>>>>>

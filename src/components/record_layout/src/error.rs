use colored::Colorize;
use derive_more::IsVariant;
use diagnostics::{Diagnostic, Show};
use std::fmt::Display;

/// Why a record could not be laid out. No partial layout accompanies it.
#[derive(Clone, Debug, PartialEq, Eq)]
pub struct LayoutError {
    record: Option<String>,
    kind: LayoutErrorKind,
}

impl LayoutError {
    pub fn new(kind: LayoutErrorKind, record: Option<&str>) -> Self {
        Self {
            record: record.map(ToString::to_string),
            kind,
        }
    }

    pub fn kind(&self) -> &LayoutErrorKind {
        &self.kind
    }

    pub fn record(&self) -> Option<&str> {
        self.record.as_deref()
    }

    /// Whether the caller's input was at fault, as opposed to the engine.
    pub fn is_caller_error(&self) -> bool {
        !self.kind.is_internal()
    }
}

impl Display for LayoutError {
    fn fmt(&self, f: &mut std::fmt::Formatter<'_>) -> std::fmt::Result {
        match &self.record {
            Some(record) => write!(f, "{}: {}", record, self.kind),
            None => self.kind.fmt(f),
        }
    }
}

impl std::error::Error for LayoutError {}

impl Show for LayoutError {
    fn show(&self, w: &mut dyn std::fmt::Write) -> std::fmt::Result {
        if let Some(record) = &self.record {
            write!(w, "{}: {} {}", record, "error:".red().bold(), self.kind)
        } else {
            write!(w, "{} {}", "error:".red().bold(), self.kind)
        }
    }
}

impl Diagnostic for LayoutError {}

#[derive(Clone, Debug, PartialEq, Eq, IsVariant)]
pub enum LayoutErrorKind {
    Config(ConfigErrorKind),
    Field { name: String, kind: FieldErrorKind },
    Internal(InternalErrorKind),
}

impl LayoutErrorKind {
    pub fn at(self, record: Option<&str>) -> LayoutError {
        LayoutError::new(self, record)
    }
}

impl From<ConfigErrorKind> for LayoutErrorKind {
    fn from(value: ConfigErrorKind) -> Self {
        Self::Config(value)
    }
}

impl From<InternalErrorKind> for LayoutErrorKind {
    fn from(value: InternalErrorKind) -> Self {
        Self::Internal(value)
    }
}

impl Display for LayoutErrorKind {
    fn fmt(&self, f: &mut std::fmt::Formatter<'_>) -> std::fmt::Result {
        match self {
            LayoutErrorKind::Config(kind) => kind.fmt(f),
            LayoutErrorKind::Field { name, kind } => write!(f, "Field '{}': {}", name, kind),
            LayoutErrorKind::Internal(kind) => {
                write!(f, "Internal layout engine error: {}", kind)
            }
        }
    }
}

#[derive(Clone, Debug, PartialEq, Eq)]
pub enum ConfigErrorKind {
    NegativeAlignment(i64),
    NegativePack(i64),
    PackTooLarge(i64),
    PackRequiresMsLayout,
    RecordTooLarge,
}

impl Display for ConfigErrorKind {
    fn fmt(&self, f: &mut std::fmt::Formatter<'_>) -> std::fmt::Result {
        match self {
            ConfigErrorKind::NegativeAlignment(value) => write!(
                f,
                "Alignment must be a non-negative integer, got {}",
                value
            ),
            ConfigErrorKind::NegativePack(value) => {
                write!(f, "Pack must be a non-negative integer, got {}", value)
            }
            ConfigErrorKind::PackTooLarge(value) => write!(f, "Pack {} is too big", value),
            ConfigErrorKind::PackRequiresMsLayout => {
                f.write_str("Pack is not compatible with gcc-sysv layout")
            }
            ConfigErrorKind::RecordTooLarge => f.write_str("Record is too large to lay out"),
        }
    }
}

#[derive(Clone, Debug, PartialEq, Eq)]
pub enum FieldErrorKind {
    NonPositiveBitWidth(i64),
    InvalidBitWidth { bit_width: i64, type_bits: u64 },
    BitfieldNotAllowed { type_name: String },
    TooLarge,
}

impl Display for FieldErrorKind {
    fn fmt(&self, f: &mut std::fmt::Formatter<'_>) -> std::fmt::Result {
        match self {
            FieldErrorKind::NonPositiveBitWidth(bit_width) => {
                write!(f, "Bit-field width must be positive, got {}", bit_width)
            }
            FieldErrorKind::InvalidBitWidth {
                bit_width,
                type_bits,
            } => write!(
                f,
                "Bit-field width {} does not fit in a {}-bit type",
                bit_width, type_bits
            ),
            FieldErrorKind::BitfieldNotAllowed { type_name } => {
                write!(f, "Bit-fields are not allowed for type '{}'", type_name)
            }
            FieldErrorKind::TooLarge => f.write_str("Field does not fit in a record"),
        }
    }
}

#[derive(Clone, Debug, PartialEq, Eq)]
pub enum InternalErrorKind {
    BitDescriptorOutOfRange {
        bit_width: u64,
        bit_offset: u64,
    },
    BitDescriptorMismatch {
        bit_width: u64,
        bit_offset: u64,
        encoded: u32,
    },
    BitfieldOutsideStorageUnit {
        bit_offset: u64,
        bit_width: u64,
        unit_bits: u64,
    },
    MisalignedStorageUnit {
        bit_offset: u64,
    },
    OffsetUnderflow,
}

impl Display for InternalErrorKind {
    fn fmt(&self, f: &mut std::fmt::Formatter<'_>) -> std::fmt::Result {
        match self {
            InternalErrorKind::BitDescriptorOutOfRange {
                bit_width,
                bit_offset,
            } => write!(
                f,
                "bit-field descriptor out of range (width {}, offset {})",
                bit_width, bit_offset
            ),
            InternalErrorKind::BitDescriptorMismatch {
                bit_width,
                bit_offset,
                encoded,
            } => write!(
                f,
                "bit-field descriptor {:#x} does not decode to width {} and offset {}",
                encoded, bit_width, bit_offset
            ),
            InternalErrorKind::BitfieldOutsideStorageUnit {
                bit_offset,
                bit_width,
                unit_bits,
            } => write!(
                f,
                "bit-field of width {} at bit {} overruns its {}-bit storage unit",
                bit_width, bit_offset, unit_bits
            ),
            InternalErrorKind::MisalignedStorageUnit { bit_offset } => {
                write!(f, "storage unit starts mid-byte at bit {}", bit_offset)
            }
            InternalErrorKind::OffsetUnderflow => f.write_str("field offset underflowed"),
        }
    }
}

<<<<<
>>>>>

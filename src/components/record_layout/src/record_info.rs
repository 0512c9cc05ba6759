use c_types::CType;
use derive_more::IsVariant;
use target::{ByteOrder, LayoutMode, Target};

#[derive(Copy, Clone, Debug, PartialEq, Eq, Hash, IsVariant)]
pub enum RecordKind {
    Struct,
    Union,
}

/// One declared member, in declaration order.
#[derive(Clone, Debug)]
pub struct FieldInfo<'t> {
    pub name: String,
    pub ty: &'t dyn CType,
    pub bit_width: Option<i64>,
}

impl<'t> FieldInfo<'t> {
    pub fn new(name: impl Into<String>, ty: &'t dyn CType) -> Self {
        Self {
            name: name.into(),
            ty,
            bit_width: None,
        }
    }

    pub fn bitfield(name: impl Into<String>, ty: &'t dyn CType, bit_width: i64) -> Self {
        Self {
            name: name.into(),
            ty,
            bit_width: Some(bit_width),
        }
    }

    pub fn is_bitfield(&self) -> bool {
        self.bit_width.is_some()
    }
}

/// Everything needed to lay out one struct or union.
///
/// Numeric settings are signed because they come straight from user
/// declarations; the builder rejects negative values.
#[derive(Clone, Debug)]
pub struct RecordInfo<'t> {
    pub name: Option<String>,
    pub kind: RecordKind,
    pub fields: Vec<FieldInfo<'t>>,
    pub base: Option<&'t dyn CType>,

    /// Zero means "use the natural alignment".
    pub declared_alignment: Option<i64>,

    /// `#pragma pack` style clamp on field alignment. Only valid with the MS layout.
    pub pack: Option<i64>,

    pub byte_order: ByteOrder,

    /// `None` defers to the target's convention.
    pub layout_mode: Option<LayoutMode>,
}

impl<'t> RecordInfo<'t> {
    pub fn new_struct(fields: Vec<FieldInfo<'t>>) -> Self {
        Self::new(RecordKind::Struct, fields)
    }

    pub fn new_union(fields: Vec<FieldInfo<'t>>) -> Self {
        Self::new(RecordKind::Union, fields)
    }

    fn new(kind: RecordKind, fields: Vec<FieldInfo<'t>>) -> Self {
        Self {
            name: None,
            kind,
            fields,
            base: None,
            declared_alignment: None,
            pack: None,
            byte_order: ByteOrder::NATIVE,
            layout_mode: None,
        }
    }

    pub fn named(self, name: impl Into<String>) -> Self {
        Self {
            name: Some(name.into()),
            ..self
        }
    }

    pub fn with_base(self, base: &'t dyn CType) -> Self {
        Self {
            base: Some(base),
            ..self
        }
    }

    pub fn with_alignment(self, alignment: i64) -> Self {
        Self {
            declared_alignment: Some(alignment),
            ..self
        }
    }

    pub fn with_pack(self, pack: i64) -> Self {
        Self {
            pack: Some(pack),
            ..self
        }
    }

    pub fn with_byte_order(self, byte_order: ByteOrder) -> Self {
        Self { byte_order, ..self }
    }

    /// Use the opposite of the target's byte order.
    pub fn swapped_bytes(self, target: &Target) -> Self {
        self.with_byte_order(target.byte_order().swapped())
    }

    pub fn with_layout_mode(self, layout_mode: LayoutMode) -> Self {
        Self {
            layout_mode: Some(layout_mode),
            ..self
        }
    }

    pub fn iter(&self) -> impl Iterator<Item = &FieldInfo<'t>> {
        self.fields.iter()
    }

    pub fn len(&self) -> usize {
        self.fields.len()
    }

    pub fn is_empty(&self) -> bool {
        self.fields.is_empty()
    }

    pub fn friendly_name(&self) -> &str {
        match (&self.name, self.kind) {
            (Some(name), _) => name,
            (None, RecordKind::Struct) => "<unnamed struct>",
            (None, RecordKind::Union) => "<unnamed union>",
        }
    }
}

<<<<<

* [WORK INSTRUCTION]:
Among the lines of the data, some may include "PackRequiresMsLayout" as a word or string; report how many, and nothing else.

* [TASK RESULT]:
2